──────── Material to process

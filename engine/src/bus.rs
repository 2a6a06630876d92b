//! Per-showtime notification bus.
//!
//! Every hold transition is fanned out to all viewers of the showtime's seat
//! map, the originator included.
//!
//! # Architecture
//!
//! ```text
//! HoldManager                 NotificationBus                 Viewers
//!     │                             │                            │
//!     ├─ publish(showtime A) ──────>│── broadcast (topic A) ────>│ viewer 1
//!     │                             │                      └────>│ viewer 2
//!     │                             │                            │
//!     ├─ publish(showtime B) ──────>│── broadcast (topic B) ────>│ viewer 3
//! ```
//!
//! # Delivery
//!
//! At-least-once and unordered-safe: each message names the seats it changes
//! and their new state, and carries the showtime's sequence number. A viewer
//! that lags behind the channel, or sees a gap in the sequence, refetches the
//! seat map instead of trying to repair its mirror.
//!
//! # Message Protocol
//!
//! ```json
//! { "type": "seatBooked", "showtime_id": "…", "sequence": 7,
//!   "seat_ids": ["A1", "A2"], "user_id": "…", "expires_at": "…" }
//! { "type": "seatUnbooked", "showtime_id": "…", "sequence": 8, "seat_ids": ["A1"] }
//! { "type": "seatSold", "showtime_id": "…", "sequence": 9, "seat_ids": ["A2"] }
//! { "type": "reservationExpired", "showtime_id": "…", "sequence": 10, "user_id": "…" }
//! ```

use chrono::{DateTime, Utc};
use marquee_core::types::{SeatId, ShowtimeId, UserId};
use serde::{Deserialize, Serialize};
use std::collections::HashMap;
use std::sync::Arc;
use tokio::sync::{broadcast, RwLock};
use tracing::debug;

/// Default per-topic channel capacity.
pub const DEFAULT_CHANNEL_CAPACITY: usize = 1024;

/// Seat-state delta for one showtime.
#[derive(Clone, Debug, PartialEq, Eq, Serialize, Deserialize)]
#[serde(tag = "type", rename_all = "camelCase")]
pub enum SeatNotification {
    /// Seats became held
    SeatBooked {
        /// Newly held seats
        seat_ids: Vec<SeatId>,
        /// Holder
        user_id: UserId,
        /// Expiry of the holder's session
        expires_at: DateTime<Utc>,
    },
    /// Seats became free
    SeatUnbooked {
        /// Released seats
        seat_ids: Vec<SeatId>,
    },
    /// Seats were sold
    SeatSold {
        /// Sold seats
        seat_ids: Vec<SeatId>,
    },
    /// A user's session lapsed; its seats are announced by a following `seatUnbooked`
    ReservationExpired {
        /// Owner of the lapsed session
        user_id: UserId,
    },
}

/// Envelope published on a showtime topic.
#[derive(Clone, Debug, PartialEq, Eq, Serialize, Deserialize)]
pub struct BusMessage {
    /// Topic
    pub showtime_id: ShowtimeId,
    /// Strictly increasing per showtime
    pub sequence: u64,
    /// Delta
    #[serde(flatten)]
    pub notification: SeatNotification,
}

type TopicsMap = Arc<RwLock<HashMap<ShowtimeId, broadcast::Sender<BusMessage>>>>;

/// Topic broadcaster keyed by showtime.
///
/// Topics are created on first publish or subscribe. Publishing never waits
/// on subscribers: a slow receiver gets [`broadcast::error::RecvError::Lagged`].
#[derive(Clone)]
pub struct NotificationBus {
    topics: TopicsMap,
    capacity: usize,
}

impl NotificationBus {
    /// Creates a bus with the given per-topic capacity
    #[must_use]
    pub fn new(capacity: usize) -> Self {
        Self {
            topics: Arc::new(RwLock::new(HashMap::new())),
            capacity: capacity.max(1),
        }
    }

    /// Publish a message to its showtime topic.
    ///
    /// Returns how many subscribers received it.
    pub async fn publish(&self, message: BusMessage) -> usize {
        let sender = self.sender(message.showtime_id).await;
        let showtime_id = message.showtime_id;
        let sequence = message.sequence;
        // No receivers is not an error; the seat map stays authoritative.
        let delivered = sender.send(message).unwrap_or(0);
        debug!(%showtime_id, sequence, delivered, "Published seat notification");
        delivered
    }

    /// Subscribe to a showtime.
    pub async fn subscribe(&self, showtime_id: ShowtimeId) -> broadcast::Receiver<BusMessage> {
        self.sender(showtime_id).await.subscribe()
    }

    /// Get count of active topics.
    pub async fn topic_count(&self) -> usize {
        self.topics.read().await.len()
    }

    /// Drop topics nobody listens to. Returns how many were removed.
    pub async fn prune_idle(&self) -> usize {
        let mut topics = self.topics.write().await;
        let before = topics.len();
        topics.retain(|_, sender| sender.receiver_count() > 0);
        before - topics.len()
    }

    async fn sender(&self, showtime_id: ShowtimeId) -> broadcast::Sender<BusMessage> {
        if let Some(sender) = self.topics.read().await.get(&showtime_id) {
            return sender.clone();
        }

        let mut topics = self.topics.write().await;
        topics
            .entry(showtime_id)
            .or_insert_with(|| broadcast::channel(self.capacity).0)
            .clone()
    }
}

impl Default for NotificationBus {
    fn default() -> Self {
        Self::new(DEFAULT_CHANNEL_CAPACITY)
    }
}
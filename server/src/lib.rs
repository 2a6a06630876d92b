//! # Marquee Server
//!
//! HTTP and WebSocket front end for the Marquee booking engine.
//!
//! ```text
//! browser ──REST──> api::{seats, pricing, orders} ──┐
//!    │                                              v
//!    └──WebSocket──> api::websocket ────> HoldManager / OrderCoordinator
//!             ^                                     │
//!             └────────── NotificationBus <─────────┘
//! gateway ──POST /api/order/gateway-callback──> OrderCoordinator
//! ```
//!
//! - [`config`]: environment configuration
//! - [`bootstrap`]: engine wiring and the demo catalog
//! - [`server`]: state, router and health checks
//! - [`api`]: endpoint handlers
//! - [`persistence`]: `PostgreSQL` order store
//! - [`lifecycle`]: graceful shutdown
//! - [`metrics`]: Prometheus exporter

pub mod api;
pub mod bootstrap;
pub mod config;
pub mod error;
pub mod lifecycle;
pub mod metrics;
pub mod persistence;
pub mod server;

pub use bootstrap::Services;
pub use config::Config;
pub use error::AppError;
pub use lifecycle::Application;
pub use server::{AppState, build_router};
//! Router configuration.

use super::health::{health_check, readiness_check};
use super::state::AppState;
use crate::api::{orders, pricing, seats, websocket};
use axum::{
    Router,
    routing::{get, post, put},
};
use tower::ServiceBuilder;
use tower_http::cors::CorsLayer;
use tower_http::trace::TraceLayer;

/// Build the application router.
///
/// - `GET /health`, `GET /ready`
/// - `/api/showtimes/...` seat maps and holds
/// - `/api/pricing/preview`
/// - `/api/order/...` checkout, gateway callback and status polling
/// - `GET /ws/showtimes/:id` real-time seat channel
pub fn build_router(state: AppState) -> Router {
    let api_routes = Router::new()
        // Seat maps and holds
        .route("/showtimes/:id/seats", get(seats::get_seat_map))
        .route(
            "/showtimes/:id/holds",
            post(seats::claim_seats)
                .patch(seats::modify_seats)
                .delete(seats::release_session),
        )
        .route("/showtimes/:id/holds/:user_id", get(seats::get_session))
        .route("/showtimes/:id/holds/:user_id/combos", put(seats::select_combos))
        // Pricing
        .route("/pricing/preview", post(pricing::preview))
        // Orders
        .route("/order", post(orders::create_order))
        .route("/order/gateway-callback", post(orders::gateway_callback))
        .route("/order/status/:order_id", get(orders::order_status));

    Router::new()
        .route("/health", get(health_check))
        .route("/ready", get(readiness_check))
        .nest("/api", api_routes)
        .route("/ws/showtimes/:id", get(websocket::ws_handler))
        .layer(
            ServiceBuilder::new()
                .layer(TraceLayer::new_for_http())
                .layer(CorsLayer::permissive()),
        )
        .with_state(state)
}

────────────────
──────── Material to process

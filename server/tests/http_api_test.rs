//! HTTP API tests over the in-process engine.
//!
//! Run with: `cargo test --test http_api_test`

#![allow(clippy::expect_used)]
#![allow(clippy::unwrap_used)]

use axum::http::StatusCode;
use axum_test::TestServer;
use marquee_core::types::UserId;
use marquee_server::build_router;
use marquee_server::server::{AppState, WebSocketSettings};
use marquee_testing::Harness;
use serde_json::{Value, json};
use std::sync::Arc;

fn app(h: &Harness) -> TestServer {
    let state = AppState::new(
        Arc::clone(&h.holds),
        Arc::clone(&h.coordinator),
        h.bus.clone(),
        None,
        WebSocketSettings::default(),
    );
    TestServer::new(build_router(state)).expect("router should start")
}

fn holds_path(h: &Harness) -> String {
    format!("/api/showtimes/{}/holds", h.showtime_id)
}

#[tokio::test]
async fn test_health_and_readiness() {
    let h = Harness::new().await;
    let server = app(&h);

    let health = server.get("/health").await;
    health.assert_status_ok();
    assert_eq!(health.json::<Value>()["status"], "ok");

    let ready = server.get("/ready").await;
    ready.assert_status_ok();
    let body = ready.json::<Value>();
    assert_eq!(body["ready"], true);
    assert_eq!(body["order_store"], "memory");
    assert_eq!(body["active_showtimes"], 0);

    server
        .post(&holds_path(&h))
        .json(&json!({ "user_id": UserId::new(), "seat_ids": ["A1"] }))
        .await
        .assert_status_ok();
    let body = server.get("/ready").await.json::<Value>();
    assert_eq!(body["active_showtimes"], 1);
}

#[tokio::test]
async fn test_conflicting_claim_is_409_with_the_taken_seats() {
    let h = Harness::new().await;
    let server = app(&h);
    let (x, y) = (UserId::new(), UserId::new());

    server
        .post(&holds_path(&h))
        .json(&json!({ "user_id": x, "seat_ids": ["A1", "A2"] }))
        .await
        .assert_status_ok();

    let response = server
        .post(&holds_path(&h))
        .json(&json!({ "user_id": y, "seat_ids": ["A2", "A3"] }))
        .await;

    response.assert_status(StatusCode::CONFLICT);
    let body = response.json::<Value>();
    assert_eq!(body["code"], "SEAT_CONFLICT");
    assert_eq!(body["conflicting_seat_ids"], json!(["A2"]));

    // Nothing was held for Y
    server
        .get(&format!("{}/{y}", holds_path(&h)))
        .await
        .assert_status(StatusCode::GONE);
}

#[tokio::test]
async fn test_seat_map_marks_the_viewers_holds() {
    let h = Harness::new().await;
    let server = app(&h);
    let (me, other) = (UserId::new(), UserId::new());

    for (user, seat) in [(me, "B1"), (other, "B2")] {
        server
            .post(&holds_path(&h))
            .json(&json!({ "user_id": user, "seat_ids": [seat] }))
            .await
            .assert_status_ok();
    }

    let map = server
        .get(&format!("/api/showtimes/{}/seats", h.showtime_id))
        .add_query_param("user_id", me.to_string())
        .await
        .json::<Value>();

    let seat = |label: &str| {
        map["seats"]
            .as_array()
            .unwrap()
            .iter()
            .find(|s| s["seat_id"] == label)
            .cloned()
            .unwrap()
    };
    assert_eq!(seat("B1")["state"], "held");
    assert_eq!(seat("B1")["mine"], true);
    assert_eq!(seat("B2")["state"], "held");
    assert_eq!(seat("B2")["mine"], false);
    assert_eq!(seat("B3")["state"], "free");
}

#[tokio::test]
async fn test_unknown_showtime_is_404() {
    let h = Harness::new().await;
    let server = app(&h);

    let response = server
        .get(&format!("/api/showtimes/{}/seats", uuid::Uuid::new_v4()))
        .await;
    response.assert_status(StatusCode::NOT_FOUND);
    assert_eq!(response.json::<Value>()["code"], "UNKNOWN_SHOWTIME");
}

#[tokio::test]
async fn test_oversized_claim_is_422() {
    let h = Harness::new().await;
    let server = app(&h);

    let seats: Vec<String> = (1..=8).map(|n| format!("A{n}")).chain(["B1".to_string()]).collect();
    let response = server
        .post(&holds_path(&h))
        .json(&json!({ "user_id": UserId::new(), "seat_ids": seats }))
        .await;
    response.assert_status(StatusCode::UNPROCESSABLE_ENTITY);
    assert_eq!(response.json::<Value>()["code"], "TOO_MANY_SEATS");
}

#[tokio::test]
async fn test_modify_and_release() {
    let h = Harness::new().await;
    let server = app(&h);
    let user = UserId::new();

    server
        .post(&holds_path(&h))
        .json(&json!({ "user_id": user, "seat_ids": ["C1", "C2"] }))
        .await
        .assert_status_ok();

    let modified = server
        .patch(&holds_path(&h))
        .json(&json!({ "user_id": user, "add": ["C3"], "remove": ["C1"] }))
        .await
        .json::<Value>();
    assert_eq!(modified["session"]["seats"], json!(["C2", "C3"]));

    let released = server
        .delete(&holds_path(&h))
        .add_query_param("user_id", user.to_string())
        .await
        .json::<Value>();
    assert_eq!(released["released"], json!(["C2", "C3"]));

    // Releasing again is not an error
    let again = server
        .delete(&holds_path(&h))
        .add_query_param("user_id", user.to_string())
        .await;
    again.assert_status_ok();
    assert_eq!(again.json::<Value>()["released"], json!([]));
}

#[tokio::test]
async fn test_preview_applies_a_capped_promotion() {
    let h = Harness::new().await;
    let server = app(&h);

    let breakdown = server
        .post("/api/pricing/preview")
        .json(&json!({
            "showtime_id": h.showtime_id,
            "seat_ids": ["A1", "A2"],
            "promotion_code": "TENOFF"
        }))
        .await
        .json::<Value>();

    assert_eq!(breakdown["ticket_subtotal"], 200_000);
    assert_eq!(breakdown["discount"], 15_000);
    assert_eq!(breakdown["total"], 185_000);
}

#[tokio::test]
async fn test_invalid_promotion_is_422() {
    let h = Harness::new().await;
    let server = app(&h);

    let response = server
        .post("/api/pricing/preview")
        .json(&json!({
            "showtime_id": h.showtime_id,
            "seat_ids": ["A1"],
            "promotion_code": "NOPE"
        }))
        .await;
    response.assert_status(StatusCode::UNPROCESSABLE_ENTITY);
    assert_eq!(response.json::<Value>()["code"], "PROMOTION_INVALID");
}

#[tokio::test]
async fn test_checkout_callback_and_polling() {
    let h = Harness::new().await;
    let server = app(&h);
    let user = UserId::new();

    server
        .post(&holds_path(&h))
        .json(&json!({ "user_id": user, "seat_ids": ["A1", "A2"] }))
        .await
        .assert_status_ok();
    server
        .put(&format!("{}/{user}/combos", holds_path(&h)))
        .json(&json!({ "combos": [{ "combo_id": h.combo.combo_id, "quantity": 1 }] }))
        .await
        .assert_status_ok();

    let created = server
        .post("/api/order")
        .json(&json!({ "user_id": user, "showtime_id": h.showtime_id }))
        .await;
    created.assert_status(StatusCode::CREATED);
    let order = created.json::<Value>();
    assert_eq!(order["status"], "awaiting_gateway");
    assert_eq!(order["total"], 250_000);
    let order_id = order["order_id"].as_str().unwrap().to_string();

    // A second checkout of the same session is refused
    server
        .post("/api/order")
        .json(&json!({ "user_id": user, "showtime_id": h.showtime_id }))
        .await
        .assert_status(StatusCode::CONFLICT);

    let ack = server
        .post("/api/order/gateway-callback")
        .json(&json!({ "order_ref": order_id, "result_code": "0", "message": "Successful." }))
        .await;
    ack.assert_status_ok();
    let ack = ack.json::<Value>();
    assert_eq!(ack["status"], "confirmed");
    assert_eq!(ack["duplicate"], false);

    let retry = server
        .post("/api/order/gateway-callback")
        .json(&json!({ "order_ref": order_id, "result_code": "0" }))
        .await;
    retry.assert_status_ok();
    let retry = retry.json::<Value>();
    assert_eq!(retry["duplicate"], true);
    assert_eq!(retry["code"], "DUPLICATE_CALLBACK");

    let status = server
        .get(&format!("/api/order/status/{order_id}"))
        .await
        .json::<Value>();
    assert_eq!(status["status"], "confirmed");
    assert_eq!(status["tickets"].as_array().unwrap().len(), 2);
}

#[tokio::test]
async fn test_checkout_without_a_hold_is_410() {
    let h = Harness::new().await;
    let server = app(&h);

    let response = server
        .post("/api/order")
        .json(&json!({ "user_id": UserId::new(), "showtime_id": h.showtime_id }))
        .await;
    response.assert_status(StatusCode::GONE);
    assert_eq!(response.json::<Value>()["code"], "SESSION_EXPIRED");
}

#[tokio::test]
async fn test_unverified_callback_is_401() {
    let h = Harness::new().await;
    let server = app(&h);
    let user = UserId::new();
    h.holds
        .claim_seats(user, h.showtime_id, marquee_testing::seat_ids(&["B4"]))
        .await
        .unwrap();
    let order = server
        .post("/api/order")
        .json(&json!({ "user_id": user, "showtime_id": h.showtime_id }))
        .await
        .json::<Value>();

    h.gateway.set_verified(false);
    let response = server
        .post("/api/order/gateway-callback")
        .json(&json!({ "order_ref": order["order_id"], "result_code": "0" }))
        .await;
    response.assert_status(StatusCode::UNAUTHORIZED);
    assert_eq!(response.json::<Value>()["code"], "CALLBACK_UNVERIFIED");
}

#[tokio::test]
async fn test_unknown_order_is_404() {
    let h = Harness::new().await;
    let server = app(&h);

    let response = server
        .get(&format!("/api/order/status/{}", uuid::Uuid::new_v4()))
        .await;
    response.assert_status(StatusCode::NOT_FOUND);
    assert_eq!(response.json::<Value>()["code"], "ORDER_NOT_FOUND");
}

────────────────

→ Aim of the task
Please return the lines above that run from the line containing "pub mod error;" to the line containing "post(seats::claim_seats)", inclusive, exactly and with no other lines.

→ Exercise response
pub mod error;
pub mod lifecycle;
pub mod metrics;
pub mod persistence;
pub mod server;

pub use bootstrap::Services;
pub use config::Config;
pub use error::AppError;
pub use lifecycle::Application;
pub use server::{AppState, build_router};
//! Router configuration.

use super::health::{health_check, readiness_check};
use super::state::AppState;
use crate::api::{orders, pricing, seats, websocket};
use axum::{
    Router,
    routing::{get, post, put},
};
use tower::ServiceBuilder;
use tower_http::cors::CorsLayer;
use tower_http::trace::TraceLayer;

/// Build the application router.
///
/// - `GET /health`, `GET /ready`
/// - `/api/showtimes/...` seat maps and holds
/// - `/api/pricing/preview`
/// - `/api/order/...` checkout, gateway callback and status polling
/// - `GET /ws/showtimes/:id` real-time seat channel
pub fn build_router(state: AppState) -> Router {
    let api_routes = Router::new()
        // Seat maps and holds
        .route("/showtimes/:id/seats", get(seats::get_seat_map))
        .route(
            "/showtimes/:id/holds",
            post(seats::claim_seats)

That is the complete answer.